Wednesday, June 19 2024

Pasta with cherry tomatoes and buffalo mozzarella cheese is a tasty and very quick first course to make, perfect if you are short on time or have unexpected guests, it is prepared during the pasta cooking time and requires very few steps.

To prepare this pomodori e bufala pasta you can also arrange a little in advance and make the cherry tomato sauce first, just heat it up at the end before stirring in the pasta, in short a versatile and tasty first course suitable for many occasions!








  • 14 oz of Penne Pasta
  • 3 cups of cherry tomatoes, diced
  • 1 clove of garlic
  • extra virgin olive oil to taste
  • salt to taste
  • Parmigiano Reggiano grated cheese, to taste
  • 1 cup of buffalo mozzarella cheese



In a frying pan we put the oil and garlic clove.

We slice the cherry tomatoes and as soon as the garlic is browned, remove it and add the cherry tomatoes, letting them cook on a low flame for about 15 minutes, stirring occasionally.

We add a pinch of salt and turn off the heat.

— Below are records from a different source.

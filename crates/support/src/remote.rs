use std::collections::{HashMap, VecDeque};
use std::net::IpAddr;

use parking_lot::Mutex;
use vigil_net::{BoxFuture, CommandOutput, FirewallCommand, FirewallRule, NetError, Remote, RuleOp};

/// In-memory `Remote` for tests.
///
/// Interprets the commands fault injection issues: iptables rules go into a
/// simulated table, `systemctl stop/start` flips unit state, and `shutdown`
/// powers the host off (every later command fails as a disconnect). Other
/// commands answer from scripted responses matched by substring.
pub struct TestRemote {
    host: IpAddr,
    state: Mutex<State>,
}

#[derive(Default)]
struct State {
    rules: Vec<FirewallRule>,
    units: HashMap<String, bool>,
    responses: Vec<(String, VecDeque<CommandOutput>)>,
    history: Vec<String>,
    resets: usize,
    reachable: bool,
    powered_off: bool,
}

impl TestRemote {
    pub fn new(host: IpAddr) -> Self {
        Self { host, state: Mutex::new(State { reachable: true, ..Default::default() }) }
    }

    /// Answer commands containing `pattern` with `stdout` and exit 0.
    pub fn respond(&self, pattern: &str, stdout: &str) {
        self.respond_seq(
            pattern,
            vec![CommandOutput { stdout: stdout.to_owned(), ..Default::default() }],
        );
    }

    /// Answer commands containing `pattern` with each output in turn; the
    /// last one repeats. Later registrations shadow earlier ones.
    pub fn respond_seq(&self, pattern: &str, outputs: Vec<CommandOutput>) {
        let mut state = self.state.lock();
        state.responses.retain(|(p, _)| p != pattern);
        state.responses.insert(0, (pattern.to_owned(), outputs.into()));
    }

    /// Fail commands containing `pattern` with exit `code` and `stderr`.
    pub fn fail(&self, pattern: &str, code: i32, stderr: &str) {
        self.respond_seq(
            pattern,
            vec![CommandOutput { stderr: stderr.to_owned(), code, ..Default::default() }],
        );
    }

    pub fn set_reachable(&self, reachable: bool) {
        self.state.lock().reachable = reachable;
    }

    /// Bring a powered-off host back with all units running.
    pub fn power_on(&self) {
        let mut state = self.state.lock();
        state.powered_off = false;
        state.units.values_mut().for_each(|running| *running = true);
    }

    pub fn is_powered_off(&self) -> bool {
        self.state.lock().powered_off
    }

    /// Current firewall rules, top of chain first.
    pub fn rules(&self) -> Vec<FirewallRule> {
        self.state.lock().rules.clone()
    }

    /// `None` if the unit was never touched.
    pub fn unit_running(&self, unit: &str) -> Option<bool> {
        self.state.lock().units.get(unit).copied()
    }

    pub fn history(&self) -> Vec<String> {
        self.state.lock().history.clone()
    }

    pub fn reset_count(&self) -> usize {
        self.state.lock().resets
    }

    fn exec_sync(&self, command: &str) -> Result<CommandOutput, NetError> {
        let mut state = self.state.lock();
        if !state.reachable || state.powered_off {
            return Err(NetError::Disconnected {
                host: self.host,
                message: "Connection timed out".to_owned(),
            });
        }
        state.history.push(command.to_owned());

        if let Some(cmd) = FirewallCommand::parse(command) {
            return Ok(apply_rule(&mut state.rules, cmd));
        }
        let words: Vec<&str> = command.split_whitespace().collect();
        match words.as_slice() {
            ["sudo", "systemctl", action @ ("stop" | "start"), unit] => {
                state.units.insert((*unit).to_owned(), *action == "start");
                return Ok(CommandOutput::default());
            }
            ["sudo", "shutdown", ..] => {
                state.powered_off = true;
                state.units.values_mut().for_each(|running| *running = false);
                return Err(NetError::Disconnected {
                    host: self.host,
                    message: "Connection closed by remote host".to_owned(),
                });
            }
            _ => {}
        }

        let scripted = state.responses.iter_mut().find(|(p, _)| command.contains(p.as_str()));
        Ok(match scripted {
            Some((_, outputs)) if outputs.len() > 1 => outputs.pop_front().unwrap_or_default(),
            Some((_, outputs)) => outputs.front().cloned().unwrap_or_default(),
            None => CommandOutput::default(),
        })
    }
}

/// iptables semantics: `-I` prepends, `-D` removes the first match and fails
/// when there is none.
fn apply_rule(rules: &mut Vec<FirewallRule>, cmd: FirewallCommand) -> CommandOutput {
    match cmd.op {
        RuleOp::Insert => {
            rules.insert(0, cmd.rule);
            CommandOutput::default()
        }
        RuleOp::Delete => match rules.iter().position(|r| *r == cmd.rule) {
            Some(i) => {
                rules.remove(i);
                CommandOutput::default()
            }
            None => CommandOutput {
                stderr: "iptables: Bad rule (does a matching rule exist in that chain?).".into(),
                code: 1,
                ..Default::default()
            },
        },
    }
}

impl Remote for TestRemote {
    fn host(&self) -> IpAddr {
        self.host
    }

    fn exec<'a>(&'a self, command: &'a str) -> BoxFuture<'a, Result<CommandOutput, NetError>> {
        Box::pin(std::future::ready(self.exec_sync(command)))
    }

    fn reset(&self) -> BoxFuture<'_, ()> {
        self.state.lock().resets += 1;
        Box::pin(std::future::ready(()))
    }
}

Let’s finely slice the buffalo mozzarella and prepare the pot in which we are going to cook the pasta.

When the water boils, we add the salt and the pasta, leaving it to cook according to the cooking time on the package.

Now we combine the buffalo mozzarella with the cherry tomatoes and using an immersion blender, blend vigorously until a smooth sauce is obtained.

We add a tablespoon of cooking water to the sauce.

We drain the pasta and add our sauce.

We stir vigorously.

We serve on plates with a generous sprinkling of Parmigiano Reggiano.